Figure 6: CCL2, CCL3 and CCL14 stimulate human MΦ proliferation and intracellular signaling. A. nMΦ or mMΦ were generated as described in the Methods. The cells were then cultured in vitro in the presence of each of the chemokine neutralizing antibodies (αCCL3, αCCL14 and αCCL2, at a final concentration of 10 µg/ml each), and their combination (MIX). An equal amount of IgG was used as control. Cell proliferation at different time points was examined by MTS. B. nMΦs were cultured for 3 days in the presence of each of the recombinant chemokines (final concentration of 1 µg/ml) or their combination (MIX). mMΦs cultured in medium alone were used as a positive control. Cell proliferation at different time points was determined by MTS assay. C. Western blot showing the levels of p27Kip1 and cyclin D1 in nMΦs and mMΦs from 2 healthy donors (Do1 and Do2). D. Western blot showing the levels of p27Kip1 and cyclin D1 in nMΦs and mMΦs. mMΦs were generated in coculture with MM cells in transwells in the absence (CTR) or presence of control IgG or a combination of the chemokine neutralizing antibodies (MIX). E. Western blot showing the levels of different kinases, IL-6, c-myc, cyclin D1, and p27Kip1 in nMΦs in overnight cultures in medium or with addition of each of the chemokines CCL2, CCL14, or CCL3 individually or all three combined (MIX). mMΦs were used as a positive control. F. Proliferative response of mMΦs in medium alone (CTR) or in the presence of the PI3K-Akt inhibitor LY294002 (LY; 50 μM) or Erk1/2 inhibitor U0126 (UO; 2 μM). *p < 0.05, **p < 0.01.
Discussion
MΦs are major tumor-infiltrating myeloid cells. As an abnormally differentiated cell type induced by both intrinsic and extrinsic stimuli, TAMs have tumor-promoting phenotype as they activate tumor angiogenesis, cancer cell proliferation, immune-suppression [14], cancel cell survival, and metastasis [6]. The abundance of TAMs usually indicates poor prognosis in various human cancers [6]. The origin of TAMs has been widely investigated in different human cancers. Although the prevailing hypothesis regarding tissue MΦ origination has been questioned recently, it is still widely accepted that TAMs originate from circulating MOs via chemoattraction into the tumor bed by chemokines that are secreted by tumor cells and/or tumor stroma [10, 15]. To investigate which chemokines regulate MO/MΦ infiltration in MM BM, we examined expression of different chemokines in MM BM aspirates. Three chemokines that attract MOs and MΦs, CCL3, CCL14, and CCL2, were overexpressed in MM BM as compared with normal BM, most likely secreted by both MM cells and MM BMSCs. Importantly, we found that CCL3 and CCL14 levels in MM patient BM plasma positively correlated with the number of patient BM MΦs. In vitro and in vivo studies suggested that CCL3, CCL14 and CCL2 could promote MO chemotactic migration into MM BM.
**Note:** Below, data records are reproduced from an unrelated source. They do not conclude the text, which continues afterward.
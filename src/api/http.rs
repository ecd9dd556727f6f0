//! HTTP implementation of the EUMETSAT data API
//!
//! Provides a process-wide `reqwest::Client` with explicit timeouts and the
//! production [`EumetsatApi`] implementation of [`DataApi`]:
//! - `POST /token` with basic auth for the client-credentials exchange
//! - `GET /data/search-products/os` for windowed product search
//! - `GET /data/download/collections/{c}/products/{p}` for dataset transfer

use crate::api::{ApiError, ApiResult, DataApi, SearchPage, SearchQuery};
use crate::{format_query_datetime, Credentials, DatasetDescriptor};
use async_trait::async_trait;
use bytes::Bytes;
use chrono::{DateTime, Utc};
use once_cell::sync::Lazy;
use reqwest::Client;
use serde::Deserialize;
use std::sync::Arc;
use std::time::Duration;
use tracing::debug;

/// Default base URL of the EUMETSAT data API
pub const EUMETSAT_API_BASE_URL: &str = "https://api.eumetsat.int";

/// Provider-specific body substring that signals a rejected access token
const INVALID_TOKEN_MARKER: &str = "Invalid Credentials";

/// HTTP connect timeout - time to establish the TCP connection
const HTTP_CONNECT_TIMEOUT_SECS: u64 = 10;
/// HTTP request timeout - overall time for the entire request.
/// Sized for full dataset transfers (~100 MB granules), not just API calls.
const HTTP_REQUEST_TIMEOUT_SECS: u64 = 300;

/// Maximum response-body length carried in transfer error messages
const ERROR_BODY_TRUNCATE: usize = 512;

/// Global HTTP client shared by all API instances.
///
/// `reqwest::Client` clones cheaply, but a single process-wide instance
/// keeps connection pooling effective across concurrent download workers.
/// Configured with explicit timeouts so no operation blocks indefinitely.
static GLOBAL_HTTP_CLIENT: Lazy<Arc<Client>> = Lazy::new(|| {
    Arc::new(
        Client::builder()
            .connect_timeout(Duration::from_secs(HTTP_CONNECT_TIMEOUT_SECS))
            .timeout(Duration::from_secs(HTTP_REQUEST_TIMEOUT_SECS))
            .build()
            .unwrap_or_else(|e| {
                panic!("FATAL: failed to build HTTP client: {e}. Check system TLS configuration.");
            }),
    )
});

/// Get the global HTTP client.
pub fn global_http_client() -> Arc<Client> {
    GLOBAL_HTTP_CLIENT.clone()
}

#[derive(Deserialize)]
struct TokenResponse {
    access_token: Option<String>,
}

#[derive(Deserialize)]
struct SearchResponse {
    properties: SearchResponseProperties,
    #[serde(default)]
    features: Vec<Feature>,
}

#[derive(Deserialize)]
struct SearchResponseProperties {
    #[serde(rename = "totalResults")]
    total_results: usize,
}

#[derive(Deserialize)]
struct Feature {
    id: String,
    properties: FeatureProperties,
}

#[derive(Deserialize)]
struct FeatureProperties {
    /// Sensing period of the granule, formatted `start/end`
    date: String,
}

/// Production [`DataApi`] implementation over HTTP.
pub struct EumetsatApi {
    client: Arc<Client>,
    base_url: String,
}

impl EumetsatApi {
    /// Create an API client against the production endpoint.
    pub fn new() -> Self {
        Self {
            client: global_http_client(),
            base_url: EUMETSAT_API_BASE_URL.to_string(),
        }
    }

    /// Create with a custom base URL (for testing).
    pub fn new_with_base_url(base_url: impl Into<String>) -> Self {
        Self {
            client: global_http_client(),
            base_url: base_url.into(),
        }
    }

    fn token_url(&self) -> String {
        format!("{}/token", self.base_url)
    }

    fn search_url(&self) -> String {
        format!("{}/data/search-products/os", self.base_url)
    }

    /// Build the signed download URL for one dataset.
    ///
    /// Collection and dataset ids carry `:` and other reserved characters,
    /// so both path segments are percent-encoded.
    fn download_url(&self, collection_id: &str, dataset_id: &str, access_token: &str) -> String {
        format!(
            "{}/data/download/collections/{}/products/{}?access_token={}",
            self.base_url,
            percent_encode_segment(collection_id),
            percent_encode_segment(dataset_id),
            access_token
        )
    }
}

impl Default for EumetsatApi {
    fn default() -> Self {
        Self::new()
    }
}

/// Percent-encode a single URL path segment.
fn percent_encode_segment(segment: &str) -> String {
    let mut encoded = String::with_capacity(segment.len());
    for byte in segment.bytes() {
        match byte {
            b'A'..=b'Z' | b'a'..=b'z' | b'0'..=b'9' | b'-' | b'_' | b'.' | b'~' => {
                encoded.push(byte as char)
            }
            _ => encoded.push_str(&format!("%{byte:02X}")),
        }
    }
    encoded
}

/// Deserialize a search response body into a page of descriptors.
fn parse_search_body(body: &[u8], product_id: &str) -> ApiResult<SearchPage> {
    let parsed: SearchResponse = serde_json::from_slice(body)
        .map_err(|e| ApiError::Parse(format!("malformed search response: {e}")))?;

    let mut features = Vec::with_capacity(parsed.features.len());
    for feature in parsed.features {
        let (start, end) = parse_date_range(&feature.properties.date)?;
        features.push(DatasetDescriptor {
            id: feature.id,
            collection_id: product_id.to_string(),
            start,
            end,
        });
    }

    Ok(SearchPage {
        total_results: parsed.properties.total_results,
        features,
    })
}

/// Parse a `start/end` sensing period string into its two timestamps.
fn parse_date_range(raw: &str) -> ApiResult<(DateTime<Utc>, DateTime<Utc>)> {
    let (start, end) = raw
        .split_once('/')
        .ok_or_else(|| ApiError::Parse(format!("malformed feature date range: {raw:?}")))?;
    Ok((parse_provider_datetime(start)?, parse_provider_datetime(end)?))
}

fn parse_provider_datetime(raw: &str) -> ApiResult<DateTime<Utc>> {
    // The provider emits RFC 3339 timestamps, occasionally without a
    // trailing designator.
    DateTime::parse_from_rfc3339(raw)
        .or_else(|_| DateTime::parse_from_rfc3339(&format!("{raw}Z")))
        .map(|dt| dt.with_timezone(&Utc))
        .map_err(|e| ApiError::Parse(format!("invalid timestamp {raw:?}: {e}")))
}

#[async_trait]
impl DataApi for EumetsatApi {
    async fn request_token(&self, credentials: &Credentials) -> ApiResult<String> {
        debug!("Requesting access token");

        let response = self
            .client
            .post(self.token_url())
            .basic_auth(&credentials.key, Some(&credentials.secret))
            .form(&[("grant_type", "client_credentials")])
            .send()
            .await
            .map_err(|e| ApiError::Network(e.to_string()))?;

        let status = response.status();
        if !status.is_success() {
            return Err(ApiError::Auth(format!(
                "token endpoint returned HTTP {status}"
            )));
        }

        let body: TokenResponse = response
            .json()
            .await
            .map_err(|e| ApiError::Auth(format!("malformed token response: {e}")))?;

        body.access_token
            .ok_or_else(|| ApiError::Auth("token response missing access_token field".to_string()))
    }

    async fn search_page(&self, query: &SearchQuery) -> ApiResult<SearchPage> {
        let params = [
            ("format", "json".to_string()),
            ("pi", query.product_id.clone()),
            ("si", query.start_index.to_string()),
            ("c", query.count.to_string()),
            ("sort", "start,time,0".to_string()),
            ("dtstart", format_query_datetime(&query.start)),
            ("dtend", format_query_datetime(&query.end)),
        ];

        debug!(
            product_id = %query.product_id,
            count = query.count,
            dtstart = %format_query_datetime(&query.start),
            dtend = %format_query_datetime(&query.end),
            "Querying search endpoint"
        );

        let response = self
            .client
            .get(self.search_url())
            .query(&params)
            .send()
            .await
            .map_err(|e| ApiError::Network(e.to_string()))?;

        let status = response.status();
        if !status.is_success() {
            let body = response.text().await.unwrap_or_default();
            return Err(ApiError::Transfer {
                status: status.as_u16(),
                body: truncate_body(&body),
            });
        }

        let body = response
            .bytes()
            .await
            .map_err(|e| ApiError::Network(e.to_string()))?;
        parse_search_body(&body, &query.product_id)
    }

    async fn download_dataset(
        &self,
        collection_id: &str,
        dataset_id: &str,
        access_token: &str,
    ) -> ApiResult<Bytes> {
        let url = self.download_url(collection_id, dataset_id, access_token);
        debug!(dataset_id, "Downloading dataset");

        let response = self
            .client
            .get(url)
            .send()
            .await
            .map_err(|e| ApiError::Network(e.to_string()))?;

        let status = response.status();
        if !status.is_success() {
            let body = response.text().await.unwrap_or_default();
            if body.contains(INVALID_TOKEN_MARKER) {
                return Err(ApiError::InvalidCredentials);
            }
            return Err(ApiError::Transfer {
                status: status.as_u16(),
                body: truncate_body(&body),
            });
        }

        response
            .bytes()
            .await
            .map_err(|e| ApiError::Network(e.to_string()))
    }
}

fn truncate_body(body: &str) -> String {
    let mut truncated: String = body.chars().take(ERROR_BODY_TRUNCATE).collect();
    if truncated.len() < body.len() {
        truncated.push_str("...");
    }
    truncated
}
Among those identified chemokines, CCL2 has long been recognized as a regulator of TAMs in different human cancers [16], such as breast cancer [17] and colon cancer [18]. In general, tumor cells and stroma overexpress CCL2, which results in increased MO recruitment and TAM generation. Also, Sinya and colleagues showed that CCL2 deficiency decreased adipose tissue MΦ proliferation in vivo, and the in situ proliferation of resident MΦs driven by CCL2 is a crucial process for MΦ accumulation in adipose tissue in obesity [19]. Furthermore, Elena and colleagues showed that blocking CCL2 led to M1 polarization-associated gene and cytokine upregulation and diminished expression of M2-associated markers in human MΦs. In CCL2 receptor CCR2-deficient mice, BM-derived MΦs were reported to display an M1-like polarization profile at the transcription level. This CCL2-CCR2 axis shaped MΦ polarization [20]. The C-myc oncogene is a key player in alternative MΦ activation [21]. Interestingly, we found that CCL2 induced c-myc expression in MΦs. CCL3 has also been reported for MO/MΦ chemoattaction in hepatocarcinoma [22] and pancreatic carcinoma [23]. Different chemokines may play redundant roles within the same tumor setting. For example, both the MO chemokines CCL2 and CCL5 are overexpressed in breast cancer [24]. In MM, CCL3 and CCL2 have been found to regulate osteoclast-mediated bone resorption. CCL3 and CCL2 bind to their receptors expressed on osteoclast precursors and promote osteoclast formation [25, 26]. CCL3 and CCL2 overexpression in MM has also been reported previously [27, 28]. Unlike CCL3 or CCL2, CCL14 function in MM has not been reported. CCL14 is unique in primates and has no corresponding homology in mouse or rat [29]. CCL14 chemotactic activity on MOs is relatively low until this chemokine is proteolytically processed by serine proteases, after which the CCL14 chemotactic activity on MOs increases 100-1000 fold [30]. Very few studies have been published that address CCL14 function in human cancer. Michiels et al. showed that CCL14 was increased in the oral fluids of head and neck cancer patients [31]. Li et al suggested that CCL14 might promote angiogenesis and metastasis of breast cancer [32]. In this study, we found that CCL14 was overexpressed in MM BM and regulated MO recruitment to the tumor bed.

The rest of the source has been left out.